## TASK BRIEF
Count the lines below holding "crate" and answer with that number only.

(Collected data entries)
---+---

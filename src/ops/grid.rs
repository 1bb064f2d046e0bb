//! Square sampling grid over `[-1, 1] x [-1, 1]`.

use std::f64::consts::PI;

use ndarray::{Array1, Array2, ArrayView2};

use crate::error::{checked_len, ZernikeError, ZernikeResult};

/// Polar coordinates of every sample of a `dim x dim` grid.
///
/// Columns run along `x` from -1 to 1, rows run along `y` from 1 to -1, so
/// row 0 is the top edge. Radii are not clipped at the unit circle.
#[derive(Debug, Clone)]
pub struct SampleGrid {
    dim: usize,
    r: Array2<f64>,
    theta: Array2<f64>,
}

impl SampleGrid {
    pub fn new(dim: usize) -> ZernikeResult<Self> {
        if dim == 0 {
            return Err(ZernikeError::invalid("dim", "grid size must be at least 1, got 0"));
        }
        checked_len("dim", &[dim, dim])?;
        let (x, y) = Self::axes(dim);

        let r = Array2::from_shape_fn((dim, dim), |(i, j)| x[j].hypot(y[i]));
        // Negating both axes before atan2 and shifting by pi puts theta in
        // [0, 2pi), with -0.0 on the positive x axis mapping to exactly 0.
        let theta = Array2::from_shape_fn((dim, dim), |(i, j)| (-y[i]).atan2(-x[j]) + PI);

        Ok(Self { dim, r, theta })
    }

    /// Column (`x`) and row (`y`) coordinates.
    pub fn axes(dim: usize) -> (Array1<f64>, Array1<f64>) {
        (
            Array1::linspace(-1.0, 1.0, dim),
            Array1::linspace(1.0, -1.0, dim),
        )
    }

    pub fn dim(&self) -> usize {
        self.dim
    }

    pub fn radius(&self) -> ArrayView2<'_, f64> {
        self.r.view()
    }

    pub fn theta(&self) -> ArrayView2<'_, f64> {
        self.theta.view()
    }
}
//! Mode descriptors and the canonical enumeration of a complete basis.

use num_integer::Integer;

use crate::error::{checked_order, ZernikeError, ZernikeResult};

/// Angular factor of a mode
#[derive(Debug, Clone, Copy, PartialEq, Eq, Hash)]
#[repr(u8)]
pub enum Parity {
    /// No angular dependence, only for `m == 0`
    Symmetric = 0,
    /// `-sin(m * theta)`
    Sine = 1,
    /// `cos(m * theta)`
    Cosine = 2,
}

impl Parity {
    pub fn code(self) -> u8 {
        self as u8
    }
}

impl TryFrom<i64> for Parity {
    type Error = ZernikeError;

    fn try_from(p: i64) -> ZernikeResult<Self> {
        match p {
            0 => Ok(Parity::Symmetric),
            1 => Ok(Parity::Sine),
            2 => Ok(Parity::Cosine),
            _ => Err(ZernikeError::invalid(
                "p",
                format!("must be 0, 1 or 2, got {}", p),
            )),
        }
    }
}

/// How sine/cosine parity is assigned to the nonzero-`m` entries of a basis.
#[derive(Debug, Clone, Copy, PartialEq, Eq, Default)]
pub enum ParityConvention {
    /// Each `(n, m)` pair yields its sine mode followed by its cosine mode.
    #[default]
    Paired,
    /// Parity follows the entry's position in the flattened list:
    /// even index is sine, odd index is cosine. Reproduces bases written
    /// by older generators.
    Legacy,
}

/// Highest radial order accepted. `170!` is the largest factorial that is
/// finite in `f64`.
pub const MAX_RADIAL_ORDER: u32 = 170;

/// A validated `(n, m, p)` triple.
///
/// Invariants: `n <= MAX_RADIAL_ORDER`, `n >= m`, `n - m` even, and
/// `parity == Symmetric` only when `m == 0`. Enumerated descriptors also use
/// `Symmetric` for every `m == 0` mode.
#[derive(Debug, Clone, Copy, PartialEq, Eq, Hash)]
pub struct ModeDescriptor {
    n: u32,
    m: u32,
    parity: Parity,
}

impl ModeDescriptor {
    pub fn new(n: u32, m: u32, parity: Parity) -> ZernikeResult<Self> {
        if n > MAX_RADIAL_ORDER {
            return Err(ZernikeError::invalid(
                "n",
                format!("radial order {} exceeds the maximum of {}", n, MAX_RADIAL_ORDER),
            ));
        }
        if m > n {
            return Err(ZernikeError::invalid(
                "m",
                format!("azimuthal frequency {} exceeds radial order {}", m, n),
            ));
        }
        if (n - m).is_odd() {
            return Err(ZernikeError::invalid(
                "m",
                format!("n - m must be even, got n = {}, m = {}", n, m),
            ));
        }
        if m > 0 && parity == Parity::Symmetric {
            return Err(ZernikeError::invalid(
                "p",
                format!("p = 0 is only valid for m = 0, got m = {}", m),
            ));
        }
        Ok(Self { n, m, parity })
    }

    /// Builds a descriptor from signed integers, as received from callers
    /// outside Rust.
    pub fn from_signed(n: i64, m: i64, p: i64) -> ZernikeResult<Self> {
        let parity = Parity::try_from(p)?;
        let n = checked_order("n", n)?;
        let m = checked_order("m", m)?;
        Self::new(n, m, parity)
    }

    // Callers guarantee the invariants.
    const fn new_unchecked(n: u32, m: u32, parity: Parity) -> Self {
        Self { n, m, parity }
    }

    pub fn n(&self) -> u32 {
        self.n
    }

    pub fn m(&self) -> u32 {
        self.m
    }

    pub fn parity(&self) -> Parity {
        self.parity
    }

    /// `(n, m, p)` with `p` as its integer code.
    pub fn as_tuple(&self) -> (u32, u32, u8) {
        (self.n, self.m, self.parity.code())
    }
}

/// Number of modes in a complete basis up to `max_order`, saturating at
/// `usize::MAX`.
pub fn mode_count(max_order: u32) -> usize {
    let k = u128::from(max_order);
    usize::try_from((k + 1) * (k + 2) / 2).unwrap_or(usize::MAX)
}

pub(crate) fn check_max_order(max_order: u32) -> ZernikeResult<()> {
    if max_order > MAX_RADIAL_ORDER {
        return Err(ZernikeError::invalid(
            "od",
            format!("maximum order {} exceeds {}", max_order, MAX_RADIAL_ORDER),
        ));
    }
    Ok(())
}

/// Canonical descriptor list: ascending `n`, ascending `m`, sine before cosine.
pub fn enumerate_modes(max_order: u32) -> ZernikeResult<Vec<ModeDescriptor>> {
    check_max_order(max_order)?;
    let mut modes = Vec::with_capacity(mode_count(max_order));
    for n in 0..=max_order {
        for m in (0..=n).filter(|m| (n - m).is_even()) {
            if m == 0 {
                modes.push(ModeDescriptor::new_unchecked(n, 0, Parity::Symmetric));
            } else {
                modes.push(ModeDescriptor::new_unchecked(n, m, Parity::Sine));
                modes.push(ModeDescriptor::new_unchecked(n, m, Parity::Cosine));
            }
        }
    }
    Ok(modes)
}

pub fn enumerate_modes_with(
    max_order: u32,
    convention: ParityConvention,
) -> ZernikeResult<Vec<ModeDescriptor>> {
    let modes = enumerate_modes(max_order)?;
    Ok(match convention {
        ParityConvention::Paired => modes,
        ParityConvention::Legacy => modes
            .into_iter()
            .enumerate()
            .map(|(i, mode)| {
                if mode.m == 0 {
                    mode
                } else if i.is_even() {
                    ModeDescriptor::new_unchecked(mode.n, mode.m, Parity::Sine)
                } else {
                    ModeDescriptor::new_unchecked(mode.n, mode.m, Parity::Cosine)
                }
            })
            .collect(),
    })
}

/// Signed entry point: fails on `od < 0`.
pub fn zernike_modes(od: i64) -> ZernikeResult<Vec<ModeDescriptor>> {
    enumerate_modes(checked_order("od", od)?)
}

#[cfg(test)]
mod tests {
    use super::*;

    fn tuples(modes: &[ModeDescriptor]) -> Vec<(u32, u32, u8)> {
        modes.iter().map(ModeDescriptor::as_tuple).collect()
    }

    #[test]
    fn test_order_one_ordering() {
        assert_eq!(
            tuples(&enumerate_modes(1).unwrap()),
            vec![(0, 0, 0), (1, 1, 1), (1, 1, 2)]
        );
    }

    #[test]
    fn test_order_three_ordering() {
        assert_eq!(
            tuples(&enumerate_modes(3).unwrap()),
            vec![
                (0, 0, 0),
                (1, 1, 1),
                (1, 1, 2),
                (2, 0, 0),
                (2, 2, 1),
                (2, 2, 2),
                (3, 1, 1),
                (3, 1, 2),
                (3, 3, 1),
                (3, 3, 2),
            ]
        );
    }

    #[test]
    fn test_mode_count_matches_enumeration() {
        for k in 0..=12 {
            assert_eq!(enumerate_modes(k).unwrap().len(), mode_count(k), "order {}", k);
        }
        assert_eq!(mode_count(1), 3);
        assert_eq!(mode_count(2), 6);
        assert_eq!(enumerate_modes(MAX_RADIAL_ORDER).unwrap().len(), mode_count(MAX_RADIAL_ORDER));
    }

    #[test]
    fn test_mode_count_saturates() {
        assert!(mode_count(u32::MAX) > 0);
    }

    #[test]
    fn test_enumeration_rejects_orders_above_limit() {
        assert!(enumerate_modes(MAX_RADIAL_ORDER + 1).is_err());
        assert!(enumerate_modes(u32::MAX).is_err());
        assert!(enumerate_modes_with(u32::MAX, ParityConvention::Legacy).is_err());
        assert!(zernike_modes(i64::from(MAX_RADIAL_ORDER) + 1).is_err());
    }

    #[test]
    fn test_enumerated_modes_hold_invariants() {
        for mode in enumerate_modes(10).unwrap() {
            assert!(mode.n() >= mode.m());
            assert!((mode.n() - mode.m()).is_even());
            assert_eq!(mode.parity() == Parity::Symmetric, mode.m() == 0);
            assert_eq!(
                ModeDescriptor::new(mode.n(), mode.m(), mode.parity()),
                Ok(mode)
            );
        }
    }

    #[test]
    fn test_legacy_parity_swaps_odd_positions() {
        // Order-1 pair starts at index 1, so the legacy rule flips it.
        assert_eq!(
            tuples(&enumerate_modes_with(2, ParityConvention::Legacy).unwrap()),
            vec![(0, 0, 0), (1, 1, 2), (1, 1, 1), (2, 0, 0), (2, 2, 1), (2, 2, 2)]
        );
    }

    #[test]
    fn test_legacy_order_six_table() {
        // Output of the historical two-pass generator for od = 6.
        let expected = vec![
            (0, 0, 0),
            (1, 1, 2),
            (1, 1, 1),
            (2, 0, 0),
            (2, 2, 1),
            (2, 2, 2),
            (3, 1, 1),
            (3, 1, 2),
            (3, 3, 1),
            (3, 3, 2),
            (4, 0, 0),
            (4, 2, 2),
            (4, 2, 1),
            (4, 4, 2),
            (4, 4, 1),
            (5, 1, 2),
            (5, 1, 1),
            (5, 3, 2),
            (5, 3, 1),
            (5, 5, 2),
            (5, 5, 1),
            (6, 0, 0),
            (6, 2, 1),
            (6, 2, 2),
            (6, 4, 1),
            (6, 4, 2),
            (6, 6, 1),
            (6, 6, 2),
        ];
        let legacy = enumerate_modes_with(6, ParityConvention::Legacy).unwrap();
        assert_eq!(tuples(&legacy), expected);
        // Every lower order is a prefix of the same table.
        for od in 0..6 {
            let lower = enumerate_modes_with(od, ParityConvention::Legacy).unwrap();
            assert_eq!(tuples(&lower), expected[..mode_count(od)].to_vec());
        }
        assert_eq!(
            enumerate_modes_with(6, ParityConvention::Paired).unwrap(),
            enumerate_modes(6).unwrap()
        );
    }

    #[test]
    fn test_descriptor_validation() {
        assert!(ModeDescriptor::new(1, 2, Parity::Sine).is_err());
        assert!(ModeDescriptor::new(3, 0, Parity::Symmetric).is_err());
        assert!(ModeDescriptor::new(2, 2, Parity::Symmetric).is_err());
        assert!(ModeDescriptor::new(4, 2, Parity::Cosine).is_ok());
        assert!(matches!(
            ModeDescriptor::from_signed(2, 2, 3),
            Err(ZernikeError::InvalidParameter { name: "p", .. })
        ));
        assert!(ModeDescriptor::from_signed(-1, 0, 0).is_err());
        assert!(ModeDescriptor::from_signed(2, -2, 1).is_err());
    }

    #[test]
    fn test_angular_parity_allowed_for_m_zero() {
        assert!(ModeDescriptor::new(2, 0, Parity::Sine).is_ok());
        assert!(ModeDescriptor::new(2, 0, Parity::Cosine).is_ok());
        assert!(ModeDescriptor::from_signed(0, 0, 2).is_ok());
    }

    #[test]
    fn test_radial_order_limit() {
        assert!(ModeDescriptor::new(MAX_RADIAL_ORDER, 0, Parity::Symmetric).is_ok());
        assert!(matches!(
            ModeDescriptor::new(MAX_RADIAL_ORDER + 2, 0, Parity::Symmetric),
            Err(ZernikeError::InvalidParameter { name: "n", .. })
        ));
        assert!(ModeDescriptor::new(u32::MAX, u32::MAX, Parity::Cosine).is_err());
    }

    #[test]
    fn test_zernike_modes_rejects_negative_order() {
        assert!(zernike_modes(-1).is_err());
        assert_eq!(zernike_modes(0).map(|m| tuples(&m)), Ok(vec![(0, 0, 0)]));
    }
}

---+---

## ANSWER TO THIS PROBLEM
3